== Segment start ==

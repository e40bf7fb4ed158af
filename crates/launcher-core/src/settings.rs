use serde::{Deserialize, Serialize};
use std::time::Duration;

use crate::error::{LauncherError, Result};

const MAX_AUTO_COMPLETE_DELAY_MS: u64 = 60_000;
const MAX_STATUS_RETRIES: u8 = 5;

#[derive(Debug, Clone, Serialize, Deserialize, PartialEq, Eq)]
pub struct OrchestratorSettings {
    /// How long the "all launchers found" screen stays up before onboarding
    /// completes on its own.
    #[serde(default = "default_delay")]
    pub auto_complete_delay_ms: u64,
    /// Extra attempts for a failed status query during a full refresh.
    #[serde(default = "default_retries")]
    pub status_retries: u8,
}

fn default_delay() -> u64 {
    3_000
}

fn default_retries() -> u8 {
    1
}

impl Default for OrchestratorSettings {
    fn default() -> Self {
        Self {
            auto_complete_delay_ms: default_delay(),
            status_retries: default_retries(),
        }
    }
}

impl OrchestratorSettings {
    pub fn auto_complete_delay(&self) -> Duration {
        Duration::from_millis(self.auto_complete_delay_ms)
    }

    pub fn validate(&self) -> Result<()> {
        if self.auto_complete_delay_ms > MAX_AUTO_COMPLETE_DELAY_MS {
            return Err(LauncherError::InvalidState(format!(
                "auto-complete delay must be at most {MAX_AUTO_COMPLETE_DELAY_MS} ms"
            )));
        }
        if self.status_retries > MAX_STATUS_RETRIES {
            return Err(LauncherError::InvalidState(format!(
                "status retries must be at most {MAX_STATUS_RETRIES}"
            )));
        }
        Ok(())
    }
}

== Segment end ==

◆ EXERCISE DESCRIPTION
Scan the material above for lines holding the string "const" and copy those lines.

◆ SOLUTION BELOW
const MAX_AUTO_COMPLETE_DELAY_MS: u64 = 60_000;
const MAX_STATUS_RETRIES: u8 = 5;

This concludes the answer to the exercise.